In fact big business wouldn’t even exist if the corporate economy hadn’t been created by a top-down government revolution in the late 19th century.

The ostensible enmity between big business and big government is about as phony as the “good cop/bad cop” routine in an interrogation room. The folks on the right who squeal about big government are a bit like Bre’r Rabbit hollering “Please don’t fling me in that briar patch.” And liberals who regulate the economy for “progressive” purposes almost always wind up being useful idiots for big business (Google “Baptists and Bootleggers”).

This all makes a lot of sense.  The “free” trade we have today is really little more than international corporations working in tandem with governments to further and further centralize and globalize control of both capital and politics.  I don’t mean to say this is some massive conspiracy, but rather the natural evolution of corporatism and big government operating under the auspices of capitalism and free trade.  The irony, I suppose, is that if Carson is right, what we’re witnessing is being touted as “free trade” but is in fact a very selective sort of subsidization.  What I would argue contra to purist arguments for free trade is that protectionist measures, just like opening trade, can only be used with any sort of efficacy at a local or regional level, and that localities and communities should be empowered to self-determine, whether that means setting up trade agreements or protecting vital local businesses – including banning outright all big box stores or refusing to purchase non-local supplies for city governments.

Writes Mark:

The problem is that trade policy is not made by localities, at least not in the US.  If it were, then communities would have to weigh both the benefits and the consequences of their trade policies.  But when trade policy is the exclusive province of the federal government, communities who succeed in obtaining tariffs or subsidies for their local industry reap all the benefits, but watch as the negative effects are either dispersed throughout the country or heaped on a handful of other communities who are left to bear the brunt of retaliatory tariffs or higher prices for their raw materials.  Qualitatively this localized benefit and nationalized cost is little different from the privatized profits and socialized risks that so many of us now decry in other contexts.

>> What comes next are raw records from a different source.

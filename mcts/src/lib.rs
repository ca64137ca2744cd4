//! Monte Carlo tree search engines.
//!
//! One shared search loop ([`Mcts`]) with compile-time variants:
//! - [`Uct`]: UCB1 selection over the game heuristic
//! - [`Montecarlo`]: uniformly random playouts
//! - [`Puct`]: predictor bias from each node's first evaluation
//! - [`Partner`]: cooperative single-player search
//!
//! All variants propagate exact scores up the tree, reuse the tree
//! between root searches and prune their least promising branches
//! under memory pressure.

pub mod config;
pub mod node;
pub mod tree;
pub mod uct;
pub mod variant;

pub use config::UctConfig;
pub use node::{NodeId, UctNode};
pub use tree::UctTree;
pub use uct::{Mcts, Montecarlo, Partner, Puct, Uct};
pub use variant::{Cooperative, Predictor, Rollout, Ucb1, Variant};
//! End-to-end searches over tictactoe.

use games_tictactoe::{TicTacToe, TicTacToeBoard, MAX_SCORE};
use ronin_core::{Board, Engine, Flag, Game, MemoryLeaves, NULL_MOVE};
use ronin_negamax::{Mtdf, Negamax};

fn engine() -> Negamax<TicTacToe> {
    let mut engine = Negamax::new();
    engine.set_infinity(MAX_SCORE);
    engine.set_depth(11);
    engine
}

fn game_from(diagram: &str) -> TicTacToe {
    let board = TicTacToeBoard::from_diagram(diagram).unwrap();
    let mut game = TicTacToe::new();
    game.set_board(&board).unwrap();
    game
}

#[test]
fn empty_board_is_a_draw() {
    let mut game = TicTacToe::new();
    let mut engine = engine();

    let score = engine.compute_best_score(&mut game).unwrap();
    assert_eq!(score, 0);
    assert_eq!(game.length(), 0);
}

#[test]
fn south_wins_in_three_plies() {
    // X X - / O O - / - - -: c1 wins at once for south
    let mut game = game_from("XX-OO----X");
    let mut engine = engine();

    let best_move = engine.compute_best_move(&mut game).unwrap();
    assert_eq!(best_move, 2);
    assert_eq!(engine.compute_best_score(&mut game).unwrap(), MAX_SCORE);
}

#[test]
fn forced_loss_returns_the_losing_score() {
    // O holds three open threats; south can cover only one of them
    let mut game = game_from("O-OXOX---X");
    let mut engine = engine();

    let best_move = engine.compute_best_move(&mut game).unwrap();
    assert!(game.is_legal(best_move));
    assert_eq!(engine.compute_best_score(&mut game).unwrap(), -MAX_SCORE);
}

#[test]
fn finished_game_yields_null_move_and_exact_score() {
    let mut game = TicTacToe::new();
    for mv in [0, 3, 1, 4, 2] {
        game.make_move(mv);
    }

    // North is to move on the finished board, so the exact score is
    // a loss from the mover's point of view
    let mut engine = engine();
    assert_eq!(engine.compute_best_move(&mut game).unwrap(), NULL_MOVE);
    assert_eq!(engine.compute_best_score(&mut game).unwrap(), -MAX_SCORE);
}

#[test]
fn search_leaves_the_game_unchanged() {
    let mut game = game_from("X---O----X");
    let hash = game.hash();
    let cursor = game.get_cursor();

    let mut engine = engine();
    engine.compute_best_move(&mut game).unwrap();

    assert_eq!(game.hash(), hash);
    assert_eq!(game.get_cursor(), cursor);
    assert_eq!(game.length(), 0);
}

#[test]
fn abort_returns_last_completed_iteration() {
    let mut game = TicTacToe::new();
    let mut engine = engine();

    // A zero budget aborts immediately; the first iteration still
    // completes and provides the move
    engine.set_move_time(0);

    let best_move = engine.compute_best_move(&mut game).unwrap();
    assert!(game.is_legal(best_move));
    assert!(engine.score_depth() >= 2);
}

#[test]
fn reports_are_published() {
    use std::sync::atomic::{AtomicUsize, Ordering};
    use std::sync::Arc;

    let mut game = TicTacToe::new();
    let mut engine = engine();
    let reports = Arc::new(AtomicUsize::new(0));

    let seen = Arc::clone(&reports);
    engine.subscribe(Box::new(move |report| {
        assert!(report.pv.first() == Some(&report.best_move) || report.pv.is_empty());
        seen.fetch_add(1, Ordering::Relaxed);
    }));

    engine.compute_best_move(&mut game).unwrap();
    assert!(reports.load(Ordering::Relaxed) >= 1);
}

#[test]
fn ponder_move_follows_the_principal_variation() {
    let mut game = TicTacToe::new();
    let mut engine = engine();

    let best_move = engine.compute_best_move(&mut game).unwrap();
    let ponder = engine.get_ponder_move(&mut game);

    if ponder != NULL_MOVE {
        game.make_move(best_move);
        assert!(game.is_legal(ponder));
        game.unmake_move();
    }
}

#[test]
fn leaves_oracle_short_circuits_the_search() {
    // Teach the oracle that the position after b2 is a win for south,
    // even though the real game calls it a draw in progress
    let mut game = TicTacToe::new();
    game.make_move(4);
    let hash = game.hash();
    game.unmake_move();

    let mut leaves = MemoryLeaves::new();
    leaves.insert(hash, MAX_SCORE, Flag::Exact);

    let mut engine = engine();
    engine.set_leaves(Box::new(leaves));

    assert_eq!(engine.compute_best_move(&mut game).unwrap(), 4);
    assert_eq!(engine.compute_best_score(&mut game).unwrap(), MAX_SCORE);
}

#[test]
fn mtdf_matches_negamax_scores() {
    let diagrams = [
        "---------X",
        "X---O----X",
        "XX-OO----X",
        "X-O-X---OX",
        "-X-OXO--XO",
    ];

    for diagram in diagrams {
        let mut negamax = engine();
        let mut mtdf: Mtdf<TicTacToe> = Mtdf::new();
        mtdf.set_infinity(MAX_SCORE);
        mtdf.set_depth(11);

        let mut game = game_from(diagram);
        let negamax_score = negamax.compute_best_score(&mut game).unwrap();

        let mut game = game_from(diagram);
        let mtdf_score = mtdf.compute_best_score(&mut game).unwrap();

        assert_eq!(negamax_score, mtdf_score, "diagram {diagram}");
    }
}

#[test]
fn mtdf_finds_the_forced_win() {
    let mut game = game_from("XX-OO----X");
    let mut mtdf: Mtdf<TicTacToe> = Mtdf::new();
    mtdf.set_infinity(MAX_SCORE);
    mtdf.set_depth(11);

    assert_eq!(mtdf.compute_best_move(&mut game).unwrap(), 2);
}
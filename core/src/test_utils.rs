//! Minimal game stub shared by unit tests.

use crate::board::Board;
use crate::error::GameError;
use crate::game::{Game, DRAW, NULL_MOVE, SOUTH};

/// Board stub with a single canonical diagram.
#[derive(Debug, Clone, PartialEq)]
pub struct StubBoard;

impl std::fmt::Display for StubBoard {
    fn fmt(&self, f: &mut std::fmt::Formatter<'_>) -> std::fmt::Result {
        write!(f, "-")
    }
}

impl Board for StubBoard {
    fn turn(&self) -> i32 {
        SOUTH
    }

    fn to_diagram(&self) -> String {
        "-".into()
    }

    fn from_diagram(_: &str) -> Result<Self, GameError> {
        Ok(StubBoard)
    }

    fn to_coordinates(&self, _: i32) -> Result<String, GameError> {
        Ok(String::new())
    }

    fn to_notation(&self, _: &[i32]) -> Result<String, GameError> {
        Ok(String::new())
    }

    fn to_move(&self, _: &str) -> Result<i32, GameError> {
        Ok(0)
    }

    fn to_moves(&self, _: &str) -> Result<Vec<i32>, GameError> {
        Ok(Vec::new())
    }
}

/// Game stub whose position hash is set directly. It admits any move
/// and never ends; useful to exercise caches and decorators.
#[derive(Debug)]
pub struct StubGame {
    hash: u64,
    history: Vec<i32>,
}

impl StubGame {
    pub fn new(hash: u64) -> Self {
        Self {
            hash,
            history: Vec::new(),
        }
    }
}

impl Game for StubGame {
    type Board = StubBoard;

    fn length(&self) -> usize {
        self.history.len()
    }

    fn moves(&self) -> Vec<i32> {
        self.history.clone()
    }

    fn turn(&self) -> i32 {
        SOUTH
    }

    fn hash(&self) -> u64 {
        self.hash
    }

    fn has_ended(&self) -> bool {
        false
    }

    fn winner(&self) -> i32 {
        DRAW
    }

    fn score(&self) -> i32 {
        0
    }

    fn outcome(&self) -> i32 {
        0
    }

    fn contempt(&self) -> i32 {
        0
    }

    fn infinity(&self) -> i32 {
        1000
    }

    fn is_legal(&self, _: i32) -> bool {
        true
    }

    fn make_move(&mut self, mv: i32) {
        self.history.push(mv);
    }

    fn unmake_move(&mut self) {
        self.history.pop();
    }

    fn next_move(&mut self) -> i32 {
        NULL_MOVE
    }

    fn legal_moves(&self) -> Vec<i32> {
        Vec::new()
    }

    fn get_cursor(&self) -> i32 {
        0
    }

    fn set_cursor(&mut self, _: i32) {}

    fn ensure_capacity(&mut self, _: usize) -> Result<(), GameError> {
        Ok(())
    }

    fn set_board(&mut self, _: &StubBoard) -> Result<(), GameError> {
        Ok(())
    }

    fn start_board(&self) -> StubBoard {
        StubBoard
    }

    fn to_board(&self) -> StubBoard {
        StubBoard
    }

    fn to_centi_pawns(&self, score: i32) -> i32 {
        score
    }
}
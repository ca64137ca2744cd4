//! Endgame oracles.
//!
//! A leaves provider resolves positions close to the end of a match to
//! exact or bounded scores, letting the search stop early. Lookup
//! failures are misses, never errors.

use std::collections::HashMap;

use crate::cache::Flag;
use crate::game::Game;

/// Known value of an endgame position.
#[derive(Debug, Clone, Copy, PartialEq, Eq)]
pub struct LeafEntry {
    /// Exact or bounded score, in engine units from south's view
    pub score: i32,

    /// Whether the score is exact or a bound
    pub flag: Flag,
}

/// Provider of precomputed endgame scores.
pub trait Leaves<G: Game> {
    /// Known value of the game's current position, if stored.
    fn find(&mut self, game: &G) -> Option<LeafEntry>;
}

/// Fallback oracle that knows no positions.
#[derive(Debug, Clone, Copy, Default)]
pub struct EmptyLeaves;

impl<G: Game> Leaves<G> for EmptyLeaves {
    fn find(&mut self, _game: &G) -> Option<LeafEntry> {
        None
    }
}

/// Oracle backed by an in-memory map keyed by position hash. Suitable
/// for small endgame tables and tests.
#[derive(Debug, Clone, Default)]
pub struct MemoryLeaves {
    entries: HashMap<u64, LeafEntry>,
}

impl MemoryLeaves {
    pub fn new() -> Self {
        Self::default()
    }

    /// Records the known value of a position.
    pub fn insert(&mut self, hash: u64, score: i32, flag: Flag) {
        self.entries.insert(hash, LeafEntry { score, flag });
    }

    /// Number of stored positions.
    pub fn len(&self) -> usize {
        self.entries.len()
    }

    pub fn is_empty(&self) -> bool {
        self.entries.is_empty()
    }
}

impl<G: Game> Leaves<G> for MemoryLeaves {
    fn find(&mut self, game: &G) -> Option<LeafEntry> {
        self.entries.get(&game.hash()).copied()
    }
}
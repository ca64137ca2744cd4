//! Error types shared across the workspace.

use thiserror::Error;

/// Errors raised by game and board implementations.
#[derive(Debug, Error)]
pub enum GameError {
    /// A diagram string could not be parsed into a position.
    #[error("invalid position: {0}")]
    InvalidPosition(String),

    /// A move coordinate or notation string could not be parsed.
    #[error("invalid move: {0}")]
    InvalidMove(String),

    /// A capacity request exceeded the game's hard limit.
    #[error("capacity exceeded: requested {requested}, maximum {maximum}")]
    CapacityExceeded { requested: usize, maximum: usize },

    /// An unmake was requested on an empty move history.
    #[error("no moves to unmake")]
    EmptyHistory,
}

/// Errors surfaced by a best-move computation.
#[derive(Debug, Error)]
pub enum SearchError {
    /// The game rejected an operation performed by the engine.
    #[error(transparent)]
    Game(#[from] GameError),

    /// A backing store failed while the engine was reading the tree.
    #[error("store failure: {0}")]
    Store(String),
}
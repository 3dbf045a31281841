//! End-to-end flow: deferred sends committed into the outbox are redelivered
//! through the real transport by the background processor.

use std::sync::{Arc, Mutex};

use async_trait::async_trait;
use tokio::time::{sleep, timeout, Duration};

use outbox_core::{
    headers, ExponentialBackoff, MemoryOutboxStorage, Message, OutboxResult, ShutdownToken,
    TransactionContext, Transport,
};
use outbox_processor::{configure_outbox, OutboxOptions};

/// Transport double recording every forwarded message.
#[derive(Default)]
struct RecordingTransport {
    sent: Mutex<Vec<(String, Message)>>,
}

impl RecordingTransport {
    fn sent(&self) -> Vec<(String, Message)> {
        self.sent.lock().expect("lock poisoned").clone()
    }
}

#[async_trait]
impl Transport for RecordingTransport {
    fn create_queue(&self, _address: &str) -> OutboxResult<()> {
        Ok(())
    }

    async fn send(
        &self,
        destination: &str,
        message: Message,
        _context: &TransactionContext,
    ) -> OutboxResult<()> {
        self.sent
            .lock()
            .expect("lock poisoned")
            .push((destination.to_string(), message));
        Ok(())
    }

    async fn receive(
        &self,
        _context: &TransactionContext,
        _shutdown: &ShutdownToken,
    ) -> OutboxResult<Option<Message>> {
        Ok(None)
    }

    fn address(&self) -> &str {
        "input-queue"
    }
}

async fn wait_for_sends(transport: &RecordingTransport, count: usize) {
    timeout(Duration::from_secs(5), async {
        while transport.sent().len() < count {
            sleep(Duration::from_millis(10)).await;
        }
    })
    .await
    .expect("processor should forward the committed messages");
}

#[tokio::test]
async fn committed_sends_are_redelivered_through_the_transport() {
    let transport = Arc::new(RecordingTransport::default());
    let storage = MemoryOutboxStorage::new();
    let shutdown = ShutdownToken::new();

    let setup = configure_outbox(
        Arc::clone(&transport),
        Arc::new(storage.clone()),
        Arc::new(ExponentialBackoff::default()),
        OutboxOptions::default(),
        shutdown,
    )
    .unwrap();

    // producer side: two sends inside one committed unit of work
    let context = TransactionContext::new();
    setup
        .transport
        .send("orders", Message::new(b"m1".to_vec()), &context)
        .await
        .unwrap();
    setup
        .transport
        .send("billing", Message::new(b"m2".to_vec()), &context)
        .await
        .unwrap();

    assert!(transport.sent().is_empty());
    context.complete().await.unwrap();

    // processor side: both messages come out in order, recipients stripped
    wait_for_sends(&transport, 2).await;
    let sent = transport.sent();
    assert_eq!(sent[0].0, "orders");
    assert_eq!(sent[0].1.payload, b"m1");
    assert!(!sent[0].1.headers.contains_key(headers::RECIPIENT));
    assert_eq!(sent[1].0, "billing");
    assert_eq!(sent[1].1.payload, b"m2");
    assert!(!sent[1].1.headers.contains_key(headers::RECIPIENT));

    assert_eq!(storage.pending_count(), 0);

    let handle = setup.processor.expect("processor runs by default");
    timeout(Duration::from_secs(1), handle.shutdown_and_join())
        .await
        .expect("processor should stop on shutdown");
}

#[tokio::test]
async fn rolled_back_work_is_never_redelivered() {
    let transport = Arc::new(RecordingTransport::default());
    let storage = MemoryOutboxStorage::new();
    let shutdown = ShutdownToken::new();

    let setup = configure_outbox(
        Arc::clone(&transport),
        Arc::new(storage.clone()),
        Arc::new(ExponentialBackoff::default()),
        OutboxOptions::default(),
        shutdown,
    )
    .unwrap();

    {
        let context = TransactionContext::new();
        setup
            .transport
            .send("orders", Message::new(b"discarded".to_vec()), &context)
            .await
            .unwrap();
        // dropped without complete: rollback
    }

    // the processor keeps idling; nothing ever reaches storage or the wire
    sleep(Duration::from_millis(100)).await;
    assert!(transport.sent().is_empty());
    assert_eq!(storage.pending_count(), 0);

    let handle = setup.processor.expect("processor runs by default");
    timeout(Duration::from_secs(1), handle.shutdown_and_join())
        .await
        .expect("processor should stop on shutdown");
}
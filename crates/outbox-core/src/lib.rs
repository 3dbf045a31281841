//! Core types and collaborator ports for the transactional outbox.
//!
//! This crate provides:
//! - `Message`: transport message with string headers and an opaque payload
//! - `TransactionContext`: unit-of-work scope with commit hooks and item slots
//! - Ports: `Transport`, `OutboxStorage`/`StoredBatch`, `BackoffPolicy`
//! - `ExponentialBackoff`: default idle-wait policy
//! - `MemoryOutboxStorage`: in-memory storage with transactional batch dequeue

mod error;
mod message;
mod shutdown;
mod transaction;

pub mod backoff;
pub mod headers;
pub mod memory;
pub mod storage;
pub mod transport;

pub use backoff::{BackoffPolicy, ExponentialBackoff};
pub use error::{OutboxError, OutboxResult};
pub use memory::{MemoryBatch, MemoryOutboxStorage};
pub use message::Message;
pub use shutdown::ShutdownToken;
pub use storage::{OutboxStorage, StoredBatch};
pub use transaction::TransactionContext;
pub use transport::Transport;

I would even say that cities and communities should feel compelled not so much to “city plan” but to enforce aesthetic and enivornmental standards and to push for architectural diversity rather than homogoneity.  Suburban sprawl is bad for the earth, bad for humanity, bad for our souls and psyches.  Detachment from our neighbors can lead to crime or, alternatively, lead to the centralizing of crime into low income areas.  City planning often leads directly to the dime-a-dozen glossy sterile “communities” we now see, and I think a bit of a reverse is necessary in order to recapture the way cities ought to be – walkable, human, diverse, alive.

Nathan Origer writes:

Conservatives must embrace a New Urbanism that not only “believes in community,” but specifically one that recognizes that our “districts” must be “conscious of [their] own, particular ident[ies]“, rather than being mere political divisions. Again, this goes back to my point in Part I about the problems inherent in the coerced integration espoused by some planners. We need to embrace a variant of New Urbanism that not only seeks to define each community, but to empower it — to bring as much political power to the lowest level possible, in addition to the (moderate) cultural control (A bogeyman term? C’est la vie!) of the community. (See, in Patrick J. Ford’s “Edmund Burke, Anarcho-Conservative,” Burke’s admiration for the anarcho-conservative Massachusetts colony.) It’s not just about community, but about a community’s control over its own fate.

Along with the decentralization of power and the community-facilitating traditional urban design and architecture (contextually appropriate, of course!) of Anti-Federalist New Urbanism, we must espouse Distributist(-esque) economics, Jeffersonian economic democracy.

These are practical solutions and means by which to regain local control: new urbanism minus the planning; neo-distributism; the empowerment of the community to decide its own course; the empowerment of small capital, small sustainable farms over inefficient, unhealthy agribusiness, credit unions over mega-banks, and so on and so forth. I just don’t see what’s to be done now that we are already girdled with a massive state apparatus and entrenched corporate entities that are “too big to fail.”

I am keeping an eye on Britain’s David Cameron and on writers like Philip Blond and his Red Tories.  I think the answer to much of this lies in compromise.  I think on many issues pertaining to government, social issues, globalization and so forth the answer can only be found if we continue to listen to one another.  I know we’re stuck to some degree with the world – for better or worse – that we now have; the big government that we have now, especially in this time of crisis, isn’t going anywhere, and perhaps this federal apparatus can be used to direct control and capital back into the communities eventually.  I don’t know.  I think we have a long ways to go.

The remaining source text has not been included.